Sasuke was about to tell them that there was no need for such an occasion when he saw Naruto’s delight and stayed silent.



“Is everything well, Sasuke-sama?” Neji’s voice asked.

Sasuke startled. He was in a meeting with Neji, Shikamaru and Kakashi discussing the priorities for the next div; the matters that they would have to manage while he concentrated on Naruto and the children.

“I shall have to think of a gift for Naruto,” he admitted.

“I am sure that is not necessary,” Neji assured him. “The gift-giving is traditionally to the parents and their children.”

Sasuke thought about it. “I want to. Only I want it to be something he will really like, not merely a token.”

“I am working on music that he and the kits will like,” Shikamaru told them. “Without all the nasty high notes and harmonics that they can hear and we can’t. Then they can have toys that play tunes and things that go squeak.”

It was a wonderful idea. Sasuke wished it had been his.

Kakashi shrugged. “Iruka will think of something,” he said carelessly.

“Is there a problem that is bothering him about caring for the babies and the kits?” Neji asked.

Sasuke considered. Naruto was in an almost constant state of agitation. The only time he was not bothered was when Sasuke fucked him and he was fluffy-soft-Naruto. Then he remembered a discussion he had heard between Naruto and Kiba.

“Feeding them. Kiba says we will have to feed the kits using an automated feeder because it’ll take too long to bottle feed each one separately. The only alternative is to have nine people there, which is far too many. He says the kits will manage to find the teats and suckle without help but Kurenai says the babes will need to be held and encouraged to feed. Naruto imagines us spending all our time feeding the babies while the kits are left feeding themselves in some contraption in the corner.”

Shikamaru nodded. “He’d hate that,” he confirmed. “You had any ideas, Sasuke?”

Sasuke felt himself flushing. “I wondered about making the feeder less impersonal.” He took the plunge. If it was ever to be more than an idea he would require help. “Maybe something Naruto could wear.”

Shikamaru grinned. “Make Naruto into a mama fox.”

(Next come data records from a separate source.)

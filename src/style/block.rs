//! Per-style code point tables.
//!
//! Each style maps `A–Z` and `a–z` onto a contiguous run of 26 code points in
//! the Mathematical Alphanumeric Symbols block (U+1D400–U+1D7FF). Some runs
//! have holes where the letter was already encoded in the Letterlike Symbols
//! block (U+2100–U+214F); those letters are listed as exceptions.
//!
//! Data from <https://www.unicode.org/charts/PDF/U1D400.pdf>.

use super::Style;

/// Code point layout of one style.
#[derive(Debug, Clone, Copy, PartialEq, Eq)]
pub struct StyleBlock {
    /// Scalar value of the styled capital `A`.
    pub upper_base: u32,
    /// Scalar value of the styled small `a`.
    pub lower_base: u32,
    /// Letters whose styled glyph lives outside the contiguous run.
    pub exceptions: &'static [(char, char)],
}

impl StyleBlock {
    /// Returns the exception target for `c`, if this style has one.
    pub fn exception(&self, c: char) -> Option<char> {
        self.exceptions
            .iter()
            .find(|(letter, _)| *letter == c)
            .map(|(_, target)| *target)
    }
}

const FRAKTUR_EXCEPTIONS: &[(char, char)] = &[
    ('C', '\u{212D}'), // BLACK-LETTER CAPITAL C
    ('H', '\u{210C}'), // BLACK-LETTER CAPITAL H
    ('I', '\u{2111}'), // BLACK-LETTER CAPITAL I
    ('R', '\u{211C}'), // BLACK-LETTER CAPITAL R
    ('Z', '\u{2128}'), // BLACK-LETTER CAPITAL Z
];

const DOUBLE_STRUCK_EXCEPTIONS: &[(char, char)] = &[
    ('C', '\u{2102}'), // DOUBLE-STRUCK CAPITAL C
    ('H', '\u{210D}'), // DOUBLE-STRUCK CAPITAL H
    ('N', '\u{2115}'), // DOUBLE-STRUCK CAPITAL N
    ('P', '\u{2119}'), // DOUBLE-STRUCK CAPITAL P
    ('Q', '\u{211A}'), // DOUBLE-STRUCK CAPITAL Q
    ('R', '\u{211D}'), // DOUBLE-STRUCK CAPITAL R
    ('Z', '\u{2124}'), // DOUBLE-STRUCK CAPITAL Z
];

/// Blocks indexed in [`Style::ALL`] order.
const STYLE_BLOCKS: [StyleBlock; 6] = [
    // fraktur
    StyleBlock {
        upper_base: 0x1D504,
        lower_base: 0x1D51E,
        exceptions: FRAKTUR_EXCEPTIONS,
    },
    // bold_script
    StyleBlock {
        upper_base: 0x1D4D0,
        lower_base: 0x1D4EA,
        exceptions: &[],
    },
    // double_struck
    StyleBlock {
        upper_base: 0x1D538,
        lower_base: 0x1D552,
        exceptions: DOUBLE_STRUCK_EXCEPTIONS,
    },
    // monospace
    StyleBlock {
        upper_base: 0x1D670,
        lower_base: 0x1D68A,
        exceptions: &[],
    },
    // bold_sans_serif
    StyleBlock {
        upper_base: 0x1D5D4,
        lower_base: 0x1D5EE,
        exceptions: &[],
    },
    // bold_serif
    StyleBlock {
        upper_base: 0x1D400,
        lower_base: 0x1D41A,
        exceptions: &[],
    },
];

impl Style {
    /// Returns the code point layout for this style.
    pub fn block(self) -> &'static StyleBlock {
        &STYLE_BLOCKS[self as usize]
    }
}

Kakashi choked on his tea and Neji’s eyes widened.

“Or you,” Shikamaru added.

Sasuke refused to rise. It was true, if they created such a gadget, he would doubtlessly end up wearing it.

“We’ll need Kiba’s help,” Shikamaru continued. “Have you got the specs for the milk synthesiser and the automated feeder?” He thought for a moment. “You can do the sewing.”

Sasuke had not thought about it as a garment. The idea of sewing it himself pleased him.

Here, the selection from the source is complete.